Systematic analysis of lysine lactylation in nucleus pulposus cells
Lei Sheng,
Haoran Xu,
Yuexing Wang,
Jinhao Ni,
Taiyang Xiang,
Huanhuan Xu,
Xiaozhong Zhou,
Kang Wei,
Jun Dai
Affiliations
Lei Sheng
Department of Orthopedics, The Second Affiliated Hospital of Soochow University, Suzhou, Jiangsu 215004, China
Haoran Xu
Department of Joint Surgery, Center for Orthopedic Surgery, Orthopedic Hospital of Guangdong Province, The Third Affiliated Hospital of Southern Medical University, Guangzhou, Guangdong 510000, China
Yuexing Wang
Department of Orthopedics, The Second Affiliated Hospital of Soochow University, Suzhou, Jiangsu 215004, China
Jinhao Ni
Department of Orthopedics, The Second Affiliated Hospital of Soochow University, Suzhou, Jiangsu 215004, China
Taiyang Xiang
Department of Orthopedics, The Second Affiliated Hospital of Soochow University, Suzhou, Jiangsu 215004, China
Huanhuan Xu
Department of Obstetrics and Gynecology, Wuhan Children’s Hospital, Tongji Medical College, Huazhong University of Science and Technology, Wuhan, Hubei 430000, China
Xiaozhong Zhou
Department of Orthopedics, The Second Affiliated Hospital of Soochow University, Suzhou, Jiangsu 215004, China
Kang Wei
Department of Plastic Surgery, Zhongnan Hospital of Wuhan University, Wuhan, Hubei 430071, China; Corresponding author
Jun Dai
Department of Orthopedics, The Second Affiliated Hospital of Soochow University, Suzhou, Jiangsu 215004, China; Corresponding author
Summary: Nucleus pulposus (NP) resides in hypoxic microenvironment and NP cells (NPCs), primarily reply on glycolysis and producing high levels of lactate.

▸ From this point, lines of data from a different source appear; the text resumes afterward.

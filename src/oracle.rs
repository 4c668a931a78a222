//! Summarization oracle boundary, prompt construction and the `ollama` CLI backend

use crate::caption::CaptionedFrame;
use crate::extract::{JSON_END, JSON_START};
use async_trait::async_trait;
use serde_json::json;
use std::process::Stdio;
use std::sync::{Arc, Mutex};
use std::time::Duration;
use tokio::io::{AsyncRead, AsyncReadExt};
use tokio::process::Command;
use tracing::{debug, warn};

/// Evidence lines included in a refinement prompt
pub const REFINE_EVIDENCE_LIMIT: usize = 12;

const SCHEMA_EXAMPLE: &str = r#"{"summary":"...","evidence":[{"ts":0.0,"text":"..."}],"confidence":0.0}"#;

/// Text-summarization capability.
///
/// Implementations never fail: timeouts, crashes and garbage all come back as
/// whatever raw text was produced, possibly empty.
#[async_trait]
pub trait Summarizer: Send + Sync {
    async fn summarize(&self, prompt: &str, timeout: Duration) -> String;
}

/// Calls `ollama run <model> <prompt>`.
///
/// The two streams are captured separately and returned as all of stdout
/// followed by all of stderr; writes are not interleaved in arrival order.
/// A non-zero exit is logged and its output returned like any other.
pub struct OllamaCli {
    program: String,
    model: String,
}

impl OllamaCli {
    pub fn new(model: impl Into<String>) -> Self {
        Self { program: "ollama".to_string(), model: model.into() }
    }

    /// Use a different executable than `ollama` on PATH
    pub fn with_program(mut self, program: impl Into<String>) -> Self {
        self.program = program.into();
        self
    }

    pub fn model(&self) -> &str {
        &self.model
    }
}

#[async_trait]
impl Summarizer for OllamaCli {
    async fn summarize(&self, prompt: &str, timeout: Duration) -> String {
        let mut child = match Command::new(&self.program)
            .arg("run")
            .arg(&self.model)
            .arg(prompt)
            .stdin(Stdio::null())
            .stdout(Stdio::piped())
            .stderr(Stdio::piped())
            .kill_on_drop(true)
            .spawn()
        {
            Ok(child) => child,
            Err(e) => {
                warn!("Failed to start {} run {}: {}", self.program, self.model, e);
                return String::new();
            }
        };

        let stdout_buf = SharedBuf::default();
        let stderr_buf = SharedBuf::default();
        let readers = [
            tokio::spawn(drain(child.stdout.take(), stdout_buf.clone())),
            tokio::spawn(drain(child.stderr.take(), stderr_buf.clone())),
        ];

        match tokio::time::timeout(timeout, child.wait()).await {
            Ok(Ok(status)) if status.success() => {}
            Ok(Ok(status)) => warn!("{} run {} exited with {}", self.program, self.model, status),
            Ok(Err(e)) => warn!("Failed waiting on {}: {}", self.program, e),
            Err(_) => {
                warn!("{} run {} timed out after {:?}", self.program, self.model, timeout);
                if let Err(e) = child.kill().await {
                    warn!("Failed to kill {}: {}", self.program, e);
                }
            }
        }

        // Grandchildren may keep the pipes open; don't wait on them past the grace period
        for reader in readers {
            let abort = reader.abort_handle();
            if tokio::time::timeout(DRAIN_GRACE, reader).await.is_err() {
                abort.abort();
            }
        }

        let mut output = stdout_buf.take();
        output.push_str(&stderr_buf.take());
        debug!("Oracle returned {} bytes", output.len());
        output
    }
}

/// How long pipe readers may run after the child exits or is killed
const DRAIN_GRACE: Duration = Duration::from_millis(500);

#[derive(Clone, Default)]
struct SharedBuf(Arc<Mutex<Vec<u8>>>);

impl SharedBuf {
    fn extend(&self, bytes: &[u8]) {
        if let Ok(mut buf) = self.0.lock() {
            buf.extend_from_slice(bytes);
        }
    }

    fn take(&self) -> String {
        match self.0.lock() {
            Ok(mut buf) => String::from_utf8_lossy(&std::mem::take(&mut *buf)).into_owned(),
            Err(_) => String::new(),
        }
    }
}

/// Copy a pipe into `sink` chunk by chunk so partial output survives a kill
async fn drain<R: AsyncRead + Unpin>(pipe: Option<R>, sink: SharedBuf) {
    let Some(mut pipe) = pipe else {
        return;
    };
    let mut chunk = [0u8; 4096];
    loop {
        match pipe.read(&mut chunk).await {
            Ok(0) => break,
            Ok(n) => sink.extend(&chunk[..n]),
            Err(e) => {
                debug!("Pipe read ended early: {}", e);
                break;
            }
        }
    }
}

/// Offline stand-in for a language model.
///
/// Answers any prompt with a marked JSON object describing the evidence lines
/// it was shown, so a whole run can be exercised without a model installed.
#[derive(Debug, Default, Clone, Copy)]
pub struct MockSummarizer;

#[async_trait]
impl Summarizer for MockSummarizer {
    async fn summarize(&self, prompt: &str, _timeout: Duration) -> String {
        let evidence: Vec<(f64, &str)> = prompt.lines().filter_map(parse_evidence_line).collect();
        let summary = match (evidence.first(), evidence.last()) {
            (Some((first, _)), Some((last, _))) => format!(
                "{} sampled frames between {:.1}s and {:.1}s (demo summary).",
                evidence.len(),
                first,
                last
            ),
            _ => "No frames sampled (demo summary).".to_string(),
        };
        let body = json!({
            "summary": summary,
            "evidence": evidence.iter().map(|(ts, text)| json!({ "ts": ts, "text": text })).collect::<Vec<_>>(),
            "confidence": 0.5,
        });
        format!("{}{}{}", JSON_START, body, JSON_END)
    }
}

/// Inverse of `evidence_line`
fn parse_evidence_line(line: &str) -> Option<(f64, &str)> {
    let (ts, text) = line.strip_prefix("- [")?.split_once("s] ")?;
    Some((ts.parse().ok()?, text))
}

fn evidence_line(frame: &CaptionedFrame) -> String {
    format!("- [{:.1}s] {}", frame.ts, frame.caption)
}

/// Prompt asking for one JSON summary of a window's captions
pub fn window_prompt(captions: &[CaptionedFrame]) -> String {
    let mut lines = vec![
        "You are a JSON-only summarizer for short surveillance windows.".to_string(),
        "DO NOT output any explanations, reasoning, or commentary.".to_string(),
        format!(
            "Return EXACTLY one valid JSON object and nothing else, between the markers {} and {}.",
            JSON_START, JSON_END
        ),
        "The JSON must have keys: summary (string), evidence (list of {ts, text}), confidence (0.0-1.0).".to_string(),
        JSON_START.to_string(),
        SCHEMA_EXAMPLE.to_string(),
        JSON_END.to_string(),
        String::new(),
        "Now the frame captions follow:".to_string(),
    ];
    lines.extend(captions.iter().map(evidence_line));
    lines.join("\n")
}

/// Prompt asking for a 1-2 sentence rewrite of a merged segment
pub fn refine_prompt(evidence: &[CaptionedFrame]) -> String {
    let mut lines = vec![
        "You are a JSON-only concise summarizer. Do NOT output explanations.".to_string(),
        "Given the evidence (timestamps included), produce a single concise 1-2 sentence summary.".to_string(),
        format!(
            "Return EXACTLY one JSON object between {} and {} with keys: summary, evidence, confidence.",
            JSON_START, JSON_END
        ),
        JSON_START.to_string(),
        SCHEMA_EXAMPLE.to_string(),
        JSON_END.to_string(),
    ];
    lines.extend(evidence.iter().take(REFINE_EVIDENCE_LIMIT).map(evidence_line));
    lines.join("\n")
}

Intracellular lactate drives lysine lactylation (Kla) as a newly epigenetic modification. However, the impact of Kla on NPCs remains unknown. Here, single-cell RNA sequencing (scRNA-seq) data suggested an altered balance between glycolysis and aerobic oxidation in intervertebral disc degeneration (IDD). Liquid chromatography-tandem mass spectrometry (LC-MS/MS) analysis displayed 3510 lactylation sites on 1052 non-histone proteins of NPCs isolated from rat cultured in normoxia and hypoxia. Moreover, there are 18 proteins with 129 Kla sites and 117 Kla sites in 27 proteins exclusively detected in normoxia and hypoxia group, respectively. Bioinformatics analysis displayed that these lactylated proteins are tightly related to ribosome, spliceosome and the VEGFA-VEGFA2 signaling pathway. Together, our study reveals that Kla may play an important role in regulating cellular metabolism of NPCs.